Assessment of our ability to assign sex linkage. (A) Boxplots of the posterior probability of sex linkage for SNPs on each chromosome. (B) The proportion of SNPs on each chromosome classified as sex-linked. Because not all genotype configurations have different autosomal and sex-linked transmission probabilities in our sample set, we do not expect to be able to classify all SNPs on the Z chromosome as sex-linked.

Discussion

GBS has become a popular approach for a myriad of ecological and evolutionary studies, but more advanced bioinformatic methods are required for quality control of SNP discovery using GBS, especially since GBS genotype calls are rarely validated. Here we present a framework for filtering spurious GBS loci based on a quantitative assessment of Mendelian errors in nuclear families and evaluate the performance of our method using simulated and real data. This is one of the few GBS studies to date to validate genotype calls using a different genotyping platform. MendelChecker assigns each site a probability of being sex-linked, S, and a quantitative score of Mendelian consistency, M. Users can use S to classify each site as putatively autosomal or sex-linked before ranking SNPs with the appropriate M score and specifying a threshold to identify spurious sites.

To obtain the highest-quality set of SNP calls, we recommend using a filter on Mendelian consistency, such as M, in addition to other standard quality control measures, such as coverage and Hardy–Weinberg filters. Our simulations show that the power to detect a single Mendelian error decreases as the information content of the genotype data decreases. The ability to detect spurious sites is relatively poor (AUC < 0.9) when all genotypes have low quality or when the proportion of missing genotypes is >0.2. Many previous GBS studies routinely filter out sites with low quality or >20% missing data. Applying these standard genotype quality and coverage filters will remove sites with low information content. In analyzing GBS data collected from 103 Florida Scrub-Jays, we show that MendelChecker and HWE are complementary tests (Figure 5). A significant advantage of our method is that it can detect errors in rare variants, whereas tests of HWE have low power to filter SNPs with low MAF. The performance of MendelChecker is lower at high MAF, in part because the probability of detecting a genotyping error as a Mendelian inconsistency is greater when the MAF is <0.5 (Douglas et al. 2002). The fact that Mendelian inheritance patterns can provide no information about the validity of the SNP if both parents are heterozygous can be problematic when trying to identify spurious SNPs generated by collapsed paralogs: if every individual is heterozygous at a site, MendelChecker will assign it a high M score. Therefore, we recommend filtering based on both Mendelian inheritance and Hardy–Weinberg proportions to remove spurious sites at all MAFs.

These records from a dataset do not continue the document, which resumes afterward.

use crate::animation::ease::Ease;
use crate::animation::property::{AnimatedProperty, KeyValue};
use crate::foundation::error::{StoryError, StoryResult};
use crate::scene::validate::{validate_project, validate_scene};
use crate::scene::variables::Variables;
use serde::{Deserialize, Serialize};
use std::fs::File;
use std::io::BufReader;
use std::path::Path;

/// One playable scene as produced by the authoring tool.
///
/// The engine treats a scene as immutable input. Replacing the scene (a new
/// `Arc<Scene>`) is what triggers a rebuild of all derived runtime state.
#[derive(Clone, Debug, Serialize, Deserialize)]
#[serde(rename_all = "camelCase")]
pub struct Scene {
    /// Scene identifier.
    pub id: String,
    /// Display name.
    #[serde(default)]
    pub name: String,
    /// Authored duration in seconds (`> 0`).
    pub duration: f64,
    /// Visual layers, rendered by ascending `order`.
    #[serde(default)]
    pub layers: Vec<Layer>,
    /// Keyframe animations, each targeting one layer.
    #[serde(default)]
    pub animations: Vec<Animation>,
    /// Audio tracks phase-locked to the scene clock.
    #[serde(default)]
    pub audio_tracks: Vec<AudioTrack>,
    /// Choices offered to the reader.
    #[serde(default)]
    pub choices: Vec<Choice>,
    /// Scene-local variables.
    #[serde(default)]
    pub variables: Variables,
    /// Optional enter/exit transition names.
    #[serde(default)]
    pub transitions: Option<SceneTransitions>,
    /// Free-form authoring notes.
    #[serde(default)]
    pub notes: Option<String>,
}

impl Scene {
    /// Parse a scene from a JSON reader.
    pub fn from_reader<R: std::io::Read>(r: R) -> StoryResult<Self> {
        serde_json::from_reader(r)
            .map_err(|e| StoryError::serde(format!("parse scene JSON: {e}")))
    }

    /// Parse a scene from a JSON string.
    pub fn from_json(s: &str) -> StoryResult<Self> {
        serde_json::from_str(s).map_err(|e| StoryError::serde(format!("parse scene JSON: {e}")))
    }

    /// Parse a scene from a JSON file on disk.
    pub fn from_path(path: impl AsRef<Path>) -> StoryResult<Self> {
        let path = path.as_ref();
        let f = File::open(path).map_err(|e| {
            StoryError::validation(format!("open scene JSON '{}': {e}", path.display()))
        })?;
        Self::from_reader(BufReader::new(f))
    }

    /// Check structural invariants (positive duration, keyframe ranges, volumes, unique ids).
    pub fn validate(&self) -> StoryResult<()> {
        validate_scene(self)
    }

    /// Look up a layer by id.
    pub fn layer(&self, id: &str) -> Option<&Layer> {
        self.layers.iter().find(|l| l.id == id)
    }

    /// Look up an audio track by id.
    pub fn audio_track(&self, id: &str) -> Option<&AudioTrack> {
        self.audio_tracks.iter().find(|t| t.id == id)
    }

    /// Look up a choice by id.
    pub fn choice(&self, id: &str) -> Option<&Choice> {
        self.choices.iter().find(|c| c.id == id)
    }
}

/// Names of the transitions played when entering and leaving a scene.
#[derive(Clone, Debug, Default, Serialize, Deserialize)]
pub struct SceneTransitions {
    /// Transition played when the scene is entered.
    #[serde(default, rename = "in")]
    pub enter: Option<String>,
    /// Transition played when the scene is left.
    #[serde(default, rename = "out")]
    pub exit: Option<String>,
}

/// Visual element type.
#[derive(Clone, Copy, Debug, PartialEq, Eq, Serialize, Deserialize)]
#[serde(rename_all = "lowercase")]
pub enum LayerKind {
    /// Full-frame backdrop.
    Background,
    /// Still image.
    Image,
    /// Looping muted video.
    Video,
    /// Text block.
    Text,
    /// Sprite.
    Sprite,
    /// Filled shape.
    Shape,
}

/// Horizontal text alignment.
#[derive(Clone, Copy, Debug, PartialEq, Eq, Serialize, Deserialize)]
#[serde(rename_all = "lowercase")]
pub enum TextAlign {
    /// Left aligned.
    Left,
    /// Centered.
    Center,
    /// Right aligned.
    Right,
}

/// A positioned visual element.
#[derive(Clone, Debug, Serialize, Deserialize)]
#[serde(rename_all = "camelCase")]
pub struct Layer {
    /// Layer identifier.
    pub id: String,
    /// Display name.
    #[serde(default)]
    pub name: String,
    /// Element type.
    #[serde(rename = "type")]
    pub kind: LayerKind,
    /// Z-order; higher renders on top.
    #[serde(default)]
    pub order: i64,
    /// Hidden layers are not mounted.
    #[serde(default = "default_true")]
    pub visible: bool,
    /// Editor lock flag; ignored during playback.
    #[serde(default)]
    pub locked: bool,
    /// Left edge in pixels.
    #[serde(default)]
    pub x: f64,
    /// Top edge in pixels.
    #[serde(default)]
    pub y: f64,
    /// Width in pixels.
    #[serde(default)]
    pub width: f64,
    /// Height in pixels.
    #[serde(default)]
    pub height: f64,
    /// Rotation in degrees.
    #[serde(default)]
    pub rotation: f64,
    /// Opacity in `[0, 1]`.
    #[serde(default = "default_one")]
    pub opacity: f64,
    /// Uniform scale.
    #[serde(default = "default_one")]
    pub scale: f64,
    /// Blur radius in pixels.
    #[serde(default)]
    pub blur: Option<f64>,
    /// Generic content payload.
    #[serde(default)]
    pub content: Option<String>,
    /// Image source for `image` layers.
    #[serde(default)]
    pub image_url: Option<String>,
    /// Video source for `video` layers.
    #[serde(default)]
    pub video_url: Option<String>,
    /// Fill color for `shape` and `background` layers.
    #[serde(default)]
    pub background_color: Option<String>,
    /// Text for `text` layers.
    #[serde(default)]
    pub text_content: Option<String>,
    /// Font size in pixels.
    #[serde(default)]
    pub font_size: Option<f64>,
    /// Font family name.
    #[serde(default)]
    pub font_family: Option<String>,
    /// CSS-like weight, either numeric or a keyword.
    #[serde(default)]
    pub font_weight: Option<KeyValue>,
    /// Text alignment.
    #[serde(default)]
    pub text_align: Option<TextAlign>,
    /// Text color.
    #[serde(default)]
    pub color: Option<String>,
}

/// What starts an animation. Only the clock-driven path is implemented; the rest are reserved.
#[derive(Clone, Copy, Debug, Default, PartialEq, Eq, Serialize, Deserialize)]
#[serde(rename_all = "camelCase")]
pub enum Trigger {
    /// Runs from scene start.
    #[default]
    OnLoad,
    /// Reserved.
    OnClick,
    /// Reserved.
    AfterAnimation,
    /// Reserved.
    AtTime,
    /// Reserved.
    OnChoice,
}

/// Parameters for event-driven triggers.
#[derive(Clone, Debug, Default, Serialize, Deserialize)]
#[serde(rename_all = "camelCase")]
pub struct TriggerParams {
    /// Layer for `afterAnimation`/`onClick`.
    #[serde(default)]
    pub target_layer_id: Option<String>,
    /// Seconds for `atTime`.
    #[serde(default)]
    pub time: Option<f64>,
    /// Choice for `onChoice`.
    #[serde(default)]
    pub choice_id: Option<String>,
}

/// Keyframe-driven property changes applied to one layer.
#[derive(Clone, Debug, Serialize, Deserialize)]
#[serde(rename_all = "camelCase")]
pub struct Animation {
    /// Animation identifier.
    pub id: String,
    /// Target layer.
    pub layer_id: String,
    /// Display name.
    #[serde(default)]
    pub name: String,
    /// Keyframes for any number of properties, in any order.
    #[serde(default)]
    pub keyframes: Vec<Keyframe>,
    /// Authored duration in seconds.
    pub duration: f64,
    /// Start offset in seconds relative to scene start.
    #[serde(default)]
    pub delay: Option<f64>,
    /// Wrap local time instead of holding the last value.
    #[serde(default, rename = "loop")]
    pub looping: Option<bool>,
    /// Start trigger.
    #[serde(default)]
    pub trigger: Trigger,
    /// Trigger parameters.
    #[serde(default)]
    pub trigger_params: Option<TriggerParams>,
}

impl Animation {
    /// Delay in seconds, `0` when absent.
    pub fn delay_secs(&self) -> f64 {
        self.delay.unwrap_or(0.0)
    }

    /// Whether the animation loops.
    pub fn loops(&self) -> bool {
        self.looping.unwrap_or(false)
    }
}

/// An authored `(time, value, easing)` sample for one property.
#[derive(Clone, Debug, Serialize, Deserialize)]
#[serde(rename_all = "camelCase")]
pub struct Keyframe {
    /// Keyframe identifier.
    #[serde(default)]
    pub id: String,
    /// Seconds relative to the animation's delay-adjusted start.
    pub time: f64,
    /// Driven property.
    pub property: AnimatedProperty,
    /// Value at `time`.
    pub value: KeyValue,
    /// Easing applied from this keyframe toward the next one.
    #[serde(default = "default_easing")]
    pub easing: String,
    /// Parameters for `cubic-bezier` and `steps`.
    #[serde(default)]
    pub easing_params: Vec<f64>,
}

impl Keyframe {
    /// Resolve the authored easing identifier.
    pub fn ease(&self) -> Ease {
        Ease::from_authored(&self.easing, &self.easing_params)
    }
}

/// Cue side effect.
#[derive(Clone, Copy, Debug, PartialEq, Eq, Serialize, Deserialize)]
#[serde(rename_all = "lowercase")]
pub enum TimecodeAction {
    /// Briefly highlight the associated layer.
    Highlight,
    /// Reserved.
    Show,
    /// Reserved.
    Hide,
    /// Reserved.
    Animate,
}

/// An authored instant on an audio track's timeline.
#[derive(Clone, Debug, Serialize, Deserialize)]
#[serde(rename_all = "camelCase")]
pub struct AudioTimecode {
    /// Seconds on the scene clock.
    pub time: f64,
    /// Caption text.
    #[serde(default)]
    pub text: Option<String>,
    /// Layer the action applies to.
    #[serde(default)]
    pub layer_id: Option<String>,
    /// Side effect fired with the cue.
    #[serde(default)]
    pub action: Option<TimecodeAction>,
}

/// An audio source played in lockstep with the scene clock.
#[derive(Clone, Debug, Serialize, Deserialize)]
#[serde(rename_all = "camelCase")]
pub struct AudioTrack {
    /// Track identifier.
    pub id: String,
    /// Source URL.
    pub url: String,
    /// Display name.
    #[serde(default)]
    pub name: String,
    /// Volume in `[0, 1]`.
    #[serde(default = "default_one_f32")]
    pub volume: f32,
    /// Loop at end of source.
    #[serde(default, rename = "loop")]
    pub looping: bool,
    /// Cue points.
    #[serde(default)]
    pub timecodes: Vec<AudioTimecode>,
    /// Fade-in window in seconds from scene start.
    #[serde(default)]
    pub crossfade_in: Option<f64>,
    /// Fade-out window in seconds before scene end.
    #[serde(default)]
    pub crossfade_out: Option<f64>,
}

/// A reader choice, optionally gated by a condition.
#[derive(Clone, Debug, Serialize, Deserialize)]
#[serde(rename_all = "camelCase")]
pub struct Choice {
    /// Choice identifier.
    pub id: String,
    /// Button text.
    pub text: String,
    /// Scene to go to when selected.
    #[serde(default)]
    pub target_scene_id: Option<String>,
    /// Visibility condition, e.g. `variables.hasKey === true`.
    #[serde(default)]
    pub condition: Option<String>,
    /// Variable assignments applied on selection.
    #[serde(default)]
    pub variables: Option<Variables>,
}

/// A set of scenes plus project-wide state.
#[derive(Clone, Debug, Serialize, Deserialize)]
#[serde(rename_all = "camelCase")]
pub struct Project {
    /// Project identifier.
    pub id: String,
    /// Display name.
    #[serde(default)]
    pub name: String,
    /// Scenes, in authoring order.
    pub scenes: Vec<Scene>,
    /// Variables shared across scenes.
    #[serde(default)]
    pub global_variables: Variables,
    /// Scene to start from; the first scene when empty.
    #[serde(default)]
    pub current_scene_id: String,
    /// Presentation settings.
    #[serde(default)]
    pub settings: Option<ProjectSettings>,
}

impl Project {
    /// Parse a project from a JSON reader.
    pub fn from_reader<R: std::io::Read>(r: R) -> StoryResult<Self> {
        serde_json::from_reader(r)
            .map_err(|e| StoryError::serde(format!("parse project JSON: {e}")))
    }

    /// Parse a project from a JSON string.
    pub fn from_json(s: &str) -> StoryResult<Self> {
        serde_json::from_str(s).map_err(|e| StoryError::serde(format!("parse project JSON: {e}")))
    }

    /// Parse a project from a JSON file on disk.
    pub fn from_path(path: impl AsRef<Path>) -> StoryResult<Self> {
        let path = path.as_ref();
        let f = File::open(path).map_err(|e| {
            StoryError::validation(format!("open project JSON '{}': {e}", path.display()))
        })?;
        Self::from_reader(BufReader::new(f))
    }

    /// Validate every scene plus project-level references.
    pub fn validate(&self) -> StoryResult<()> {
        validate_project(self)
    }

    /// Look up a scene by id.
    pub fn scene(&self, id: &str) -> Option<&Scene> {
        self.scenes.iter().find(|s| s.id == id)
    }

    /// The scene playback starts from.
    pub fn start_scene(&self) -> Option<&Scene> {
        self.scene(&self.current_scene_id).or_else(|| self.scenes.first())
    }
}

/// Presentation settings for a project.
#[derive(Clone, Debug, Serialize, Deserialize)]
#[serde(rename_all = "camelCase")]
pub struct ProjectSettings {
    /// Stage width in pixels.
    pub width: u32,
    /// Stage height in pixels.
    pub height: u32,
    /// Stage background color.
    #[serde(default)]
    pub background_color: Option<String>,
    /// Font used when a text layer has none.
    #[serde(default)]
    pub default_font_family: Option<String>,
}

fn default_true() -> bool {
    true
}

fn default_one() -> f64 {
    1.0
}

fn default_one_f32() -> f32 {
    1.0
}

fn default_easing() -> String {
    "linear".to_owned()
}

#[cfg(test)]
#[path = "../../tests/unit/scene/model.rs"]
mod tests;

The genomic locations of GBS loci are unknown in organisms without a closely related reference genome, and sex-linked loci are often of special interest. For instance, rates of evolution differ between sex chromosomes and autosomes, and sex-linked genes are thought to play an important role in speciation (Charlesworth et al. 1987; Presgraves 2008; Qvarnström and Bailey 2009). Thus the ability to classify SNPs as putatively autosomal or sex-linked expands the scope of questions that can be answered with GBS data. In addition to assessing Mendelian violations, MendelChecker calculates the posterior probability that a site is sex-linked. Our software can accommodate XY, ZW, and XO sex determination systems and can accurately assign sex linkage to simulated and real SNPs. The transmission probabilities of some sex-linked SNPs differ from those of autosomal SNPs; therefore, assuming an autosomal pattern of inheritance for all loci may lead one to discard perfectly valid sex-linked SNPs. However, not all genotype configurations have different sex-linked and autosomal patterns of transmission, so MendelChecker does not have the ability to identify all sex-linked SNPs given finite numbers of pedigrees. For example, in organisms with pseudoautosomal regions, SNPs in those regions cannot be distinguished from autosomal SNPs. Note that sex-linked sites could also be identified by testing for an association with sex. Future versions of MendelChecker could incorporate tests for other markers with unusual inheritance patterns, such as mitochondrial DNA or chloroplast DNA.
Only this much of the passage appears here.